I deliberately did not write about the passing of Jessie Helms because I am very ambivalent on his contributions and I was always taught to not speak ill of the dead. But where blacks are concerned, Jessie Helms was a thorn in our sides and a reminder of anything Antebellum. The bottom line is that Jessie Helms was a segregationist, and a very nasty one too. Long after many of his contemporaries ceased their “Jim Crow’ ways, he kept playing the race card whenever it suited him politically. As far as my memory serves me, when he was not picking on blacks, he picked on other ethnicities, immigrants, trade unionists, gays and lesbians. In short, the sky was the limit for Helms, as long as it had nothing to do with Caucasians. So, given that, I could not muster any emotions to mourn his passing, or even care that he passed away.

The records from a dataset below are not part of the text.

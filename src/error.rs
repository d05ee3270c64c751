//! Error types for the Bullish client library.

use thiserror::Error;

/// The main error type for all Bullish client operations.
#[derive(Error, Debug)]
pub enum BullishError {
    /// Key material could not be parsed (malformed PEM, base64 or key bytes)
    #[error("Key format error: {0}")]
    KeyFormat(String),

    /// Underlying cryptographic operation failed
    #[error("Signature error: {0}")]
    Signature(String),

    /// Login handshake failed or the response carried no token
    #[error("Authentication error: {0}")]
    Auth(String),

    /// The API returned a non-success status for a signed request
    #[error("Bullish API error (HTTP {status}): {body}")]
    Api {
        /// HTTP status code returned by the API
        status: u16,
        /// Raw response body, surfaced for diagnosis
        body: String,
    },

    /// HTTP request failed
    #[error("HTTP request failed: {0}")]
    Http(#[from] reqwest::Error),

    /// HTTP request with middleware failed
    #[error("HTTP request failed: {0}")]
    HttpMiddleware(#[from] reqwest_middleware::Error),

    /// JSON serialization/deserialization error
    #[error("JSON error: {0}")]
    Json(#[from] serde_json::Error),

    /// Invalid response from the API
    #[error("Invalid response: {0}")]
    InvalidResponse(String),

    /// Missing required credentials
    #[error("Missing credentials: an API key is required for privileged endpoints")]
    MissingCredentials,

    /// A privileged call was made before a successful login
    #[error("Missing session: call login() before issuing privileged requests")]
    MissingSession,
}

impl BullishError {
    /// Check if this error indicates a server-side signature rejection.
    ///
    /// Bullish rejects requests whose signature does not verify with a 401
    /// and an `INVALID_SIGNATURE` error code in the body.
    pub fn is_invalid_signature(&self) -> bool {
        matches!(self, Self::Api { status: 401, body } if body.contains("INVALID_SIGNATURE"))
    }

    /// Check if this error indicates a rejected (stale or reused) nonce.
    pub fn is_invalid_nonce(&self) -> bool {
        matches!(self, Self::Api { body, .. } if body.contains("INVALID_NONCE"))
    }
}

#[cfg(test)]
mod tests {
    use super::*;

    #[test]
    fn test_api_error_display() {
        let error = BullishError::Api {
            status: 401,
            body: r#"{"errorCode":"INVALID_SIGNATURE"}"#.to_string(),
        };
        assert!(error.to_string().contains("401"));
        assert!(error.is_invalid_signature());
        assert!(!error.is_invalid_nonce());
    }

    #[test]
    fn test_missing_session_display() {
        let error = BullishError::MissingSession;
        assert!(error.to_string().contains("login()"));
    }
}
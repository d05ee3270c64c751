//! Nonce generation for Bullish API authentication.
//!
//! Bullish requires a strictly increasing nonce for each signed order request
//! to prevent replay attacks. Order nonces are microsecond-resolution so that
//! two requests issued in the same millisecond cannot collide.

use std::sync::atomic::{AtomicU64, Ordering};
use std::time::{SystemTime, UNIX_EPOCH};

/// Current time as whole seconds since UNIX epoch.
///
/// Used as the login nonce for both schemes.
pub fn epoch_seconds() -> u64 {
    SystemTime::now()
        .duration_since(UNIX_EPOCH)
        .unwrap_or_default()
        .as_secs()
}

/// Current time in milliseconds since UNIX epoch.
///
/// Used as the `BX-TIMESTAMP` value; always read immediately before signing
/// so the server's acceptance window check sees the freshest possible value.
pub fn epoch_millis() -> u64 {
    SystemTime::now()
        .duration_since(UNIX_EPOCH)
        .unwrap_or_default()
        .as_millis() as u64
}

/// Trait for providing nonces for signed requests.
///
/// The nonce must be strictly increasing for each request sharing one
/// signing context.
pub trait NonceProvider: Send + Sync {
    /// Generate the next nonce value.
    ///
    /// This value must be greater than any previously returned value.
    fn next_nonce(&self) -> u64;
}

/// A nonce provider that generates strictly increasing nonces based on time.
///
/// Uses microseconds since UNIX epoch, with an atomic counter to ensure
/// uniqueness even for requests made in the same microsecond.
pub struct IncreasingNonce {
    last_nonce: AtomicU64,
}

impl IncreasingNonce {
    /// Create a new increasing nonce provider.
    pub fn new() -> Self {
        Self {
            last_nonce: AtomicU64::new(0),
        }
    }

    /// Get current time in microseconds since UNIX epoch.
    fn current_time_micros() -> u64 {
        SystemTime::now()
            .duration_since(UNIX_EPOCH)
            .unwrap_or_default()
            .as_micros() as u64
    }
}

impl Default for IncreasingNonce {
    fn default() -> Self {
        Self::new()
    }
}

impl NonceProvider for IncreasingNonce {
    fn next_nonce(&self) -> u64 {
        let time_nonce = Self::current_time_micros();

        // Ensure the nonce is strictly increasing.
        // Use the max of current time and last + 1.
        loop {
            let last = self.last_nonce.load(Ordering::SeqCst);
            let next = time_nonce.max(last + 1);

            if self
                .last_nonce
                .compare_exchange(last, next, Ordering::SeqCst, Ordering::SeqCst)
                .is_ok()
            {
                return next;
            }
            // If CAS failed, another thread updated the value. Retry.
        }
    }
}

#[cfg(test)]
mod tests {
    use std::collections::HashSet;
    use std::thread;

    use super::*;

    #[test]
    fn test_nonce_strictly_increasing() {
        let provider = IncreasingNonce::new();

        let mut last = 0u64;
        for _ in 0..10_000 {
            let nonce = provider.next_nonce();
            assert!(nonce > last, "Nonce must be strictly increasing");
            last = nonce;
        }
    }

    #[test]
    fn test_nonce_unique_across_threads() {
        let provider = std::sync::Arc::new(IncreasingNonce::new());
        let mut handles = vec![];

        for _ in 0..4 {
            let p = provider.clone();
            handles.push(thread::spawn(move || {
                let mut nonces = Vec::new();
                for _ in 0..2500 {
                    nonces.push(p.next_nonce());
                }
                nonces
            }));
        }

        let mut all_nonces = HashSet::new();
        for handle in handles {
            let nonces = handle.join().unwrap();
            let mut last = 0u64;
            for nonce in nonces {
                assert!(nonce > last, "Nonce must increase within a thread");
                last = nonce;
                assert!(
                    all_nonces.insert(nonce),
                    "Nonce must be unique across threads"
                );
            }
        }
    }

    #[test]
    fn test_clock_helpers_agree() {
        let seconds = epoch_seconds();
        let millis = epoch_millis();
        assert!(millis / 1000 >= seconds);
        assert!(millis / 1000 <= seconds + 1);
    }
}
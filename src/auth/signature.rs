//! Signature generation for Bullish API authentication.
//!
//! Privileged Bullish endpoints require a signature over the canonical
//! message built by [`crate::auth::canonical`]:
//!
//! ```text
//! ECDSA:       base64(DER(ECDSA-P256-SHA256(message)))
//! HMAC direct: hex(HMAC-SHA256(secret, message))          (login, withdrawals)
//! HMAC orders: hex(HMAC-SHA256(secret, hex(SHA256(message))))
//! ```
//!
//! The order endpoint requires pre-hashing the canonical message before
//! keying the HMAC; login and withdrawal signing key the raw message. Both
//! modes are load-bearing and selected per endpoint class by
//! [`RequestSigner`], not negotiated.

use std::sync::Arc;

use base64::{Engine, engine::general_purpose::STANDARD as BASE64};
use hmac::{Hmac, Mac};
use p256::ecdsa::signature::{Signer as _, Verifier as _};
use p256::ecdsa::{Signature, SigningKey, VerifyingKey};
use p256::pkcs8::DecodePublicKey;
use secrecy::{ExposeSecret, SecretString};
use sha2::Sha256;

use crate::auth::canonical::{privileged_payload, sha256_hexdigest};
use crate::auth::credentials::{Credentials, EcdsaKeyPair, HmacKey, Scheme};
use crate::auth::nonce::{NonceProvider, epoch_millis};
use crate::error::BullishError;

type HmacSha256 = Hmac<Sha256>;

/// Signature header attached to every signed request.
pub const BX_SIGNATURE: &str = "BX-SIGNATURE";
/// Nonce header (decimal string).
pub const BX_NONCE: &str = "BX-NONCE";
/// Epoch-millisecond timestamp header (decimal string).
pub const BX_TIMESTAMP: &str = "BX-TIMESTAMP";
/// Public identifier header, sent only on HMAC login.
pub const BX_PUBLIC_KEY: &str = "BX-PUBLIC-KEY";

/// ECDSA P-256 signer.
///
/// Signs SHA-256 digests of the canonical message and emits base64-encoded
/// DER signatures, matching what the API's verifier expects.
#[derive(Clone)]
pub struct EcdsaSigner {
    signing_key: SigningKey,
    verifying_key: VerifyingKey,
}
// SPDX-License-Identifier: BUSL-1.1
// Copyright (c) 2026 Alfred Jean LLC

//! Shared test utilities for CLI integration tests.

#![allow(dead_code)]

use std::path::PathBuf;
use std::sync::Arc;
use std::time::Duration;

use assert_cmd::Command;
use erg_core::{RaceConfig, SequentialIdGen, SystemClock};
use erg_daemon::server::{self, ServerContext};
use erg_engine::RaceEngine;
use erg_storage::JournalStore;
use tempfile::TempDir;
use tokio::net::UnixListener;
use tokio::runtime::Runtime;

/// An in-process daemon serving the real request handler on a temp socket
pub struct TestDaemon {
    _runtime: Runtime,
    pub socket: PathBuf,
    pub dir: TempDir,
}

impl TestDaemon {
    pub fn start() -> Self {
        let dir = TempDir::new().expect("Failed to create temp directory");
        let socket = dir.path().join("ergd.sock");

        let runtime = tokio::runtime::Builder::new_multi_thread()
            .worker_threads(2)
            .enable_all()
            .build()
            .expect("Failed to build runtime");

        let listener = {
            let _guard = runtime.enter();
            UnixListener::bind(&socket).expect("Failed to bind socket")
        };

        let engine = RaceEngine::new(
            JournalStore::in_memory(),
            SystemClock,
            SequentialIdGen::default(),
            RaceConfig::default(),
        );
        let ctx = Arc::new(ServerContext::new(engine, Duration::from_secs(5)));

        runtime.spawn(async move {
            while let Ok((stream, _)) = listener.accept().await {
                let ctx = Arc::clone(&ctx);
                tokio::spawn(async move {
                    let (reader, writer) = stream.into_split();
                    let _ = server::handle_connection(&ctx, reader, writer).await;
                });
            }
        });

        Self {
            _runtime: runtime,
            socket,
            dir,
        }
    }

    /// `erg --socket <this daemon>` with a clean environment
    pub fn erg(&self) -> Command {
        let mut cmd = erg();
        cmd.arg("--socket").arg(&self.socket);
        cmd
    }
}

/// The erg binary with no inherited erg env vars
pub fn erg() -> Command {
    let mut cmd = Command::cargo_bin("erg").expect("erg binary");
    for var in ["ERG_USER", "ERG_SOCKET", "ERG_CONFIG", "ERG_LOG"] {
        cmd.env_remove(var);
    }
    cmd
}

/// Parse stdout of a `--format json` run
pub fn json_stdout(cmd: &mut Command) -> serde_json::Value {
    let output = cmd.output().expect("Failed to run erg");
    assert!(
        output.status.success(),
        "erg failed: {}",
        String::from_utf8_lossy(&output.stderr)
    );
    serde_json::from_slice(&output.stdout).expect("stdout is JSON")
}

While Helms served thirty years in the Senate, his tenure on Capitol Hill was never memorable for all the right reasons in many instances. “He’ll be remembered, in part, for the strong racist streak that articulated his politics and almost all of his political campaigns – they were racialized in the most negative ways,” recalled Kerry Haynie, a political science professor at Duke University.

In essence, his death Friday, at age 86, has brought America a small step closer to the end of the antebellum era in our politics that saw the men who had battled to deny the franchise to millions of Americans because of the color of their skin, and who fought even more aggressively to deny adequate education, nutrition and health care to African-American children, make the easy transition to leadership positions in the “modern” Republican Party. So, this makes Barack Obama’s accomplishment as the presidential nominee for the Democratic Party all the more significant. If Jessie Helms had his way, Barack Obama would be in a subservient position. No black should ever dare to dream big, as Jessie Helms would have it.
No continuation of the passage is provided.